September 1, 2017
Learn how microsimulation modelling can project outcomes as a result of changes to colorectal cancer screening programs
What you need to know
Data modelling tools can help determine the most cost-effective approaches to screening. This article explores different thresholds for what is considered a “positive” test for colorectal cancer screening using microsimulation modelling.
What is this article about?
Cancer screening is the use of medical tests or procedures to detect cancer in patients before they have symptoms of the disease. Studies show that colorectal cancer (CRC) screening reduces both the number of people diagnosed with CRC and the number of people who die from CRC.
The most commonly used CRC screening test used for average-risk individuals in Canada is the fecal immunochemical test (FIT). The FIT measures the concentration of blood in stools, which can be an early sign of cancer. If the concentration of blood measured in a FIT exceeds a specified value, then the patient is recommended to undergo further investigation, usually by colonoscopy. In Canada, the value which is considered “positive” ranges from 50, 75, 100, and 175 nanograms per millilitre (ng/mL). However, no studies have investigated the effect of these different thresholds on Canadian patients’ long-term health outcomes and health system costs.
Microsimulation modelling is used by researchers to predict a medical intervention’s or policy change’s impact on health outcomes, such as rates of diagnosis, treatments and death. Microsimulation can also predict an intervention’s financial costs or savings.
OncoSim is an online tool that uses microsimulation modelling to assess the impact of cancer interventions on the Canadian population or specific subpopulations. The tool has several modules that simulate the effects of interventions on different types of cancers, including colorectal cancer.
In this study, the researchers used OncoSim to predict the costs and effectiveness of CRC screening at different FIT thresholds. Effectiveness was measured by combining 1) quality-adjusted life-years (QALYs) – a health outcome measure which considers a person’s quantity and quality of life, with 2) estimated costs to calculate cost-effectiveness in Canadian dollars.
What was done?
The researchers did a literature review to determine how accurate FIT was at correctly detecting whether a person had cancer or did not have cancer at different positivity thresholds.
The team used the CRC module in OncoSim to test threshold values of 50, 75, 100, 125, 150, 175, 200 and 225 ng/mL.
What were the key findings?
Compared to no screening at all, OncoSim projected that the effectiveness of FIT screening improved as threshold levels declined. In all scenarios, lower thresholds led to increased QALYs and reduced CRC rates.
Lowering the FIT threshold from 100 ng/mL to 50 ng/mL increased the demand for colonoscopy by 20-77%. Increasing the FIT threshold from 100 ng/mL to 225 ng/mL decreased the demand for colonoscopy by 13-40%.
OncoSim projected that regardless of the FIT threshold level, CRC screening and treatment would reduce the population’s CRC health-care costs compared to no screening at all. This finding indicates that CRC screening at any threshold is more cost-effective than no screening.

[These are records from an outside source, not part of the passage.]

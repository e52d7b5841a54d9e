// SPDX-License-Identifier: LGPL-3.0-only
//! Platform collaborators for appmenu => See `appmenu` crate.
//!
//! Implements the property store and export service interfaces of
//! `appmenu-core` on top of X11 and the session bus, and loads settings
//! from the XDG directories.

pub mod settings;

#[cfg(feature = "x11")]
pub mod x11;

#[cfg(feature = "dbus")]
pub mod dbus;

pub use settings::SettingsRegistry;

#[cfg(feature = "x11")]
pub use x11::{X11PropertyStore, XidResolver};

#[cfg(feature = "dbus")]
pub use dbus::DbusExportService;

While lower CRC screening thresholds are more effective, it also increases the demand for colonoscopy resources because more people will require follow-up and ongoing surveillance. This can negatively impact the quality and availability of colonoscopy services within a region. As colonoscopies are resource-intensive and invasive procedures, determining the most appropriate FIT positivity threshold must be carefully considered.
Why is this important?
This research shows that OncoSim is an important tool that can be leveraged by decision makers to understand how different FIT thresholds for CRC screening affect a population’s future health and quality of life, as well as associated resource implications.